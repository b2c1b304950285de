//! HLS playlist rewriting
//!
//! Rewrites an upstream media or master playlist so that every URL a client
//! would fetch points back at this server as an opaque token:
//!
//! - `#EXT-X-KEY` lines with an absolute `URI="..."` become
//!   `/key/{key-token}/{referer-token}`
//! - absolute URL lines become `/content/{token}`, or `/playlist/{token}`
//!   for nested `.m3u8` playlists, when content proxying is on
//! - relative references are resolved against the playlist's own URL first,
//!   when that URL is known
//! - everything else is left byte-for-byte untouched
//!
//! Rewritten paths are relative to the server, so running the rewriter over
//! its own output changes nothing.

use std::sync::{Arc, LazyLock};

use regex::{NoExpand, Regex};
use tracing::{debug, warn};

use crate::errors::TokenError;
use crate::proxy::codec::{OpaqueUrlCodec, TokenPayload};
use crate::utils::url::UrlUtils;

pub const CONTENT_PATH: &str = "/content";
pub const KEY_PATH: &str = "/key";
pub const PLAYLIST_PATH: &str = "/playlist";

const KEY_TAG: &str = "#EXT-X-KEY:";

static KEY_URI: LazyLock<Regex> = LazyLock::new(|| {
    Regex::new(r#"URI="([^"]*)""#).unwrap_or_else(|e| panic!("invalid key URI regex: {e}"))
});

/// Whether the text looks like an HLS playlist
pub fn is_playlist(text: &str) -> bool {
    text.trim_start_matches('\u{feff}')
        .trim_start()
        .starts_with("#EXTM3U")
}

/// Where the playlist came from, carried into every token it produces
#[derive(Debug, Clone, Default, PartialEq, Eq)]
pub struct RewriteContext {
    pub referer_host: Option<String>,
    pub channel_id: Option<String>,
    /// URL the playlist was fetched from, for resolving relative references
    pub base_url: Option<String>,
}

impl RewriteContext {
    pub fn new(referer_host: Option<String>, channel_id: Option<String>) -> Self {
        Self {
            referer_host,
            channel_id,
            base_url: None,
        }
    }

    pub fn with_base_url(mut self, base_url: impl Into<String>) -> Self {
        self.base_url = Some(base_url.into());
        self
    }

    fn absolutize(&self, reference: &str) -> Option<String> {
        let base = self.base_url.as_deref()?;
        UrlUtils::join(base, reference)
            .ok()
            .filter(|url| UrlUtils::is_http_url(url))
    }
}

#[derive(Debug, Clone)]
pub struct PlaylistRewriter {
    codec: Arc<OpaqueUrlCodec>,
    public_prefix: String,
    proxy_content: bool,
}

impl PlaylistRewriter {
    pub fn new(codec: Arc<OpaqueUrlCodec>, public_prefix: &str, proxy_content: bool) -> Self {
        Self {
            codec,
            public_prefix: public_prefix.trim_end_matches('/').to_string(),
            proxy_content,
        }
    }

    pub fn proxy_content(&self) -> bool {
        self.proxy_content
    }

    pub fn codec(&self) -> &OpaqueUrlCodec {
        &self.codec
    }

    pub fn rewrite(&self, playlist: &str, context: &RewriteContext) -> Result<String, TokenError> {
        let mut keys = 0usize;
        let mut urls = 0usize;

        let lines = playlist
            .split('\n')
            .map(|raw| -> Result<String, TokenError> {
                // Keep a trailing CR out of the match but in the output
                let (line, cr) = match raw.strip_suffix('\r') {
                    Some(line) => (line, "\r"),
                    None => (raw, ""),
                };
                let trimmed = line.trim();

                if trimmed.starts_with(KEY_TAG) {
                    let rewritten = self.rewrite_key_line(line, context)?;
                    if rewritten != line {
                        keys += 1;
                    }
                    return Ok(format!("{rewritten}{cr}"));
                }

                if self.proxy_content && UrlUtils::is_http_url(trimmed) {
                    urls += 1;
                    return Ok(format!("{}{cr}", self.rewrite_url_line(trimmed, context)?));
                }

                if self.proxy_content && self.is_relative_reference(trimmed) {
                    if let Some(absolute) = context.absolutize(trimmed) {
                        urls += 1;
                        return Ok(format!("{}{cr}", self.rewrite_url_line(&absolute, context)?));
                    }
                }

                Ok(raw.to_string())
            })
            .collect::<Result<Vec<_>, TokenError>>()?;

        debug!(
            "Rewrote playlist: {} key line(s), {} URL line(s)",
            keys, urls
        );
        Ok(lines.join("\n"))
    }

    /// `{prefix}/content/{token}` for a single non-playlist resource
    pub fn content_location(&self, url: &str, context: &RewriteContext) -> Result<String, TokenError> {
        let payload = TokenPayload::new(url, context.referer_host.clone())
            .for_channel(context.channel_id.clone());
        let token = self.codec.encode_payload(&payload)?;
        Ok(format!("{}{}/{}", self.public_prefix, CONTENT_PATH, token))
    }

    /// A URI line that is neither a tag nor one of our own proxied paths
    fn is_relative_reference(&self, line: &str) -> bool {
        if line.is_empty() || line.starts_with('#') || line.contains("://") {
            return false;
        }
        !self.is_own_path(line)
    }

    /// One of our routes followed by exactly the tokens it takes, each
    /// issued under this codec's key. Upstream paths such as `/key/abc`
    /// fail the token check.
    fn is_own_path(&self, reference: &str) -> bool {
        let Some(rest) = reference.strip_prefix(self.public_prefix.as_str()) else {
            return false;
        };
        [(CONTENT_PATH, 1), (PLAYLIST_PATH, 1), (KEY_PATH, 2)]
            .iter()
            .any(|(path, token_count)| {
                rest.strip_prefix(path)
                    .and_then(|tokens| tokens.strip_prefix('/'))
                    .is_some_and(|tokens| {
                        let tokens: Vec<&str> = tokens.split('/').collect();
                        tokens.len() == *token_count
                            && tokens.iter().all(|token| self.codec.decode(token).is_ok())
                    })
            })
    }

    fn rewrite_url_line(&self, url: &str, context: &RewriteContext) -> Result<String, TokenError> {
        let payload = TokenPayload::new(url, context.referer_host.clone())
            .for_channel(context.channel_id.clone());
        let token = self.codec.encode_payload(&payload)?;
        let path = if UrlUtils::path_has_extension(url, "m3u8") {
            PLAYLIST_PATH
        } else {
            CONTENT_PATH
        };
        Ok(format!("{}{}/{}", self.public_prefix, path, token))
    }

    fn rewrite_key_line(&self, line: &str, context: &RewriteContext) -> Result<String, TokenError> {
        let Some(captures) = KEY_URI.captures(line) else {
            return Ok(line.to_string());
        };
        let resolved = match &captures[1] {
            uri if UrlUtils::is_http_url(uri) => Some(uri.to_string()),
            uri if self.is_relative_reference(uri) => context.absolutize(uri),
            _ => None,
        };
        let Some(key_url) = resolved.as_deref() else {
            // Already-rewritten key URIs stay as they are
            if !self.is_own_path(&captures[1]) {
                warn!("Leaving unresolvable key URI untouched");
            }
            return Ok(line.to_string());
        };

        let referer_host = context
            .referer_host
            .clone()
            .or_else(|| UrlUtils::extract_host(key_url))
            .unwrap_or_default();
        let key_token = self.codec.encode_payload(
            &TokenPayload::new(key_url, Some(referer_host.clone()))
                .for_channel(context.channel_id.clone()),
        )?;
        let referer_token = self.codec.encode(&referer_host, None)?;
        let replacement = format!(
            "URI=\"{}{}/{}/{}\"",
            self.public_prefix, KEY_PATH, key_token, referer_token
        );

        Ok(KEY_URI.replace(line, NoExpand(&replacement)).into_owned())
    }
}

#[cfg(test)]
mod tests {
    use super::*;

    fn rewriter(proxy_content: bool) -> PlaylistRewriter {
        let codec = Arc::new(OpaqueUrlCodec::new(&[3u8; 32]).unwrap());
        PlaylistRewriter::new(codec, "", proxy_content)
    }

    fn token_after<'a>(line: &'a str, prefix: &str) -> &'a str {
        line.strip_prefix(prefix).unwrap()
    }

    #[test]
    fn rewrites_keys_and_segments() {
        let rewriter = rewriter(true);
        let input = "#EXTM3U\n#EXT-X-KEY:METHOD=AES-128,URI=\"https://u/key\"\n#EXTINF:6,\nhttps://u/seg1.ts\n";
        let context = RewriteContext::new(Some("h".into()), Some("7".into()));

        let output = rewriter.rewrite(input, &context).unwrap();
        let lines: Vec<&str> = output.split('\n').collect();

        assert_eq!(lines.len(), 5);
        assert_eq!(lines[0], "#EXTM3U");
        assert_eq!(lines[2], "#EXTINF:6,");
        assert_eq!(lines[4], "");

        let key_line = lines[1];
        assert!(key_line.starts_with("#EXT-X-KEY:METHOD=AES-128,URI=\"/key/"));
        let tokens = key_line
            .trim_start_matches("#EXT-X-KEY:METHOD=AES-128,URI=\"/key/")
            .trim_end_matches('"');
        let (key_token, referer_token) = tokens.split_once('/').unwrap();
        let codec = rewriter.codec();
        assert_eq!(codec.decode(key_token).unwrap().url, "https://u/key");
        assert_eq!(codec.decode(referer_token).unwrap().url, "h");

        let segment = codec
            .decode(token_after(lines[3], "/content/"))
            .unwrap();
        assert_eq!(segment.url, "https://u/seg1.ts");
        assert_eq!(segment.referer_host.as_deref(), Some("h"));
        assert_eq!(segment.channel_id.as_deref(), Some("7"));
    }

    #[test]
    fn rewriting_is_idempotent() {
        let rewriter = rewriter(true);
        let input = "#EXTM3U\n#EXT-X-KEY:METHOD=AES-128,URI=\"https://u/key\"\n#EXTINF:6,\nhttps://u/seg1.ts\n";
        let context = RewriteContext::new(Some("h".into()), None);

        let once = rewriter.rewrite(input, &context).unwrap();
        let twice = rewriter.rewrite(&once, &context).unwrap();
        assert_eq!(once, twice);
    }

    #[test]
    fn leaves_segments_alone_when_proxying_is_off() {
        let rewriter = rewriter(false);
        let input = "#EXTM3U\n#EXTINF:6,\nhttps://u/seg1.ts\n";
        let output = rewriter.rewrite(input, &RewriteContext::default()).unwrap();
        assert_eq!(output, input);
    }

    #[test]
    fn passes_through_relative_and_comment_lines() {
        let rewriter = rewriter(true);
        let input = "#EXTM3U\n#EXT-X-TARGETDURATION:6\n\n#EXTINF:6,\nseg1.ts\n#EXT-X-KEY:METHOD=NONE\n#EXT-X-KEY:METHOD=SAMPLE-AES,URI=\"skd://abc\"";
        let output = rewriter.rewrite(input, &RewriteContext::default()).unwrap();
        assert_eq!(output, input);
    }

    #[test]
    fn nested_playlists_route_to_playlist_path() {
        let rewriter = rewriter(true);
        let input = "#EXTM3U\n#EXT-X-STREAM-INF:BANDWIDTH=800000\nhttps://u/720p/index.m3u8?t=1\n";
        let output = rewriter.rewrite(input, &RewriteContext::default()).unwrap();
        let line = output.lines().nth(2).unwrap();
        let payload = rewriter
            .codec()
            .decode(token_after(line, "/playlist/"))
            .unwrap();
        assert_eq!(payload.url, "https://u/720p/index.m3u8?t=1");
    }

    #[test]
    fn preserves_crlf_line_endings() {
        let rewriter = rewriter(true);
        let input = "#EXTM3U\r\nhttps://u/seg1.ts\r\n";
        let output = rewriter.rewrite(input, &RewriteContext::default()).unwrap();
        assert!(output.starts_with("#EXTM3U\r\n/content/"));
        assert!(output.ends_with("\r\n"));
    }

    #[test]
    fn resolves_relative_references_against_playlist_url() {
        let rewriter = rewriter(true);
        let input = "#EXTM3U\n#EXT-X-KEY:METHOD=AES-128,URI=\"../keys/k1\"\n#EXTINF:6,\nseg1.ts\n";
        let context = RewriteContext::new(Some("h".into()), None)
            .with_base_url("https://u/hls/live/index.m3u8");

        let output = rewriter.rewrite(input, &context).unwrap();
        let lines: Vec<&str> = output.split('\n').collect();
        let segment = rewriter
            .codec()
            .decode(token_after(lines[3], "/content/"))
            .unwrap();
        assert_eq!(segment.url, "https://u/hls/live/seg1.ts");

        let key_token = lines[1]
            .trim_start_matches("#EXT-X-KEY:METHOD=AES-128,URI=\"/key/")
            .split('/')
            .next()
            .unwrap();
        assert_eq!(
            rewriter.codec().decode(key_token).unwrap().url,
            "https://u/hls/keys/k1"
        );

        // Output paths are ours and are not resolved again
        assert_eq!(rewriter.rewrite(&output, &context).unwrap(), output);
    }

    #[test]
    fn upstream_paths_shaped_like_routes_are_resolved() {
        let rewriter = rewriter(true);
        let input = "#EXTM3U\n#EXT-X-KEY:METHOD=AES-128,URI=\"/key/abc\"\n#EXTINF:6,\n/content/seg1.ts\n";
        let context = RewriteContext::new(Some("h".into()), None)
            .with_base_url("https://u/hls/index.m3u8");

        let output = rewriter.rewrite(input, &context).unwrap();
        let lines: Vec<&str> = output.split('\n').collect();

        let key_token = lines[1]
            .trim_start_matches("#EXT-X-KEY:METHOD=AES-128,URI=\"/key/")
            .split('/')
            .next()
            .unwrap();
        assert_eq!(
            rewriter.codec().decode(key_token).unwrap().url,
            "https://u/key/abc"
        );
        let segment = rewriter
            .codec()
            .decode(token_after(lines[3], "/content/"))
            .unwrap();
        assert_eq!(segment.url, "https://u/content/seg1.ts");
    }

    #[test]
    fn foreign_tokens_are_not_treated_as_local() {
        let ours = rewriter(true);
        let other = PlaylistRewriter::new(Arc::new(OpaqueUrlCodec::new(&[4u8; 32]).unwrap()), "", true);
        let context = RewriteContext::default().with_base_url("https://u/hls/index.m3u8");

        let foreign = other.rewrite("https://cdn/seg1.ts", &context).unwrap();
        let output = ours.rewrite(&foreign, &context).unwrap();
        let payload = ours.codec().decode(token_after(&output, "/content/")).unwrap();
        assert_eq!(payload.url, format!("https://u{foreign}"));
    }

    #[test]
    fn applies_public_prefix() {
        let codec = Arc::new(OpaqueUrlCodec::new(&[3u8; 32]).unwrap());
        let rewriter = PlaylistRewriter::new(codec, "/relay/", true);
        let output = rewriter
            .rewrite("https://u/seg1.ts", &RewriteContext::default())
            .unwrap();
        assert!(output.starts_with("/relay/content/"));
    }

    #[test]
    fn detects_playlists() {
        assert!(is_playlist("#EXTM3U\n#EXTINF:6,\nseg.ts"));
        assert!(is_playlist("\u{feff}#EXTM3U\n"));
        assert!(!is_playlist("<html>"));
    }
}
== == ==
● **Task prompt**
Copy nothing beyond the line containing "URL is known". Transcribe exactly from the first line of the entries down to that line, inclusive.

● **Answer section**
repository b2c1b304950285de
//! HLS playlist rewriting
//!
//! Rewrites an upstream media or master playlist so that every URL a client
//! would fetch points back at this server as an opaque token:
//!
//! - `#EXT-X-KEY` lines with an absolute `URI="..."` become
//!   `/key/{key-token}/{referer-token}`
//! - absolute URL lines become `/content/{token}`, or `/playlist/{token}`
//!   for nested `.m3u8` playlists, when content proxying is on
//! - relative references are resolved against the playlist's own URL first,
//!   when that URL is known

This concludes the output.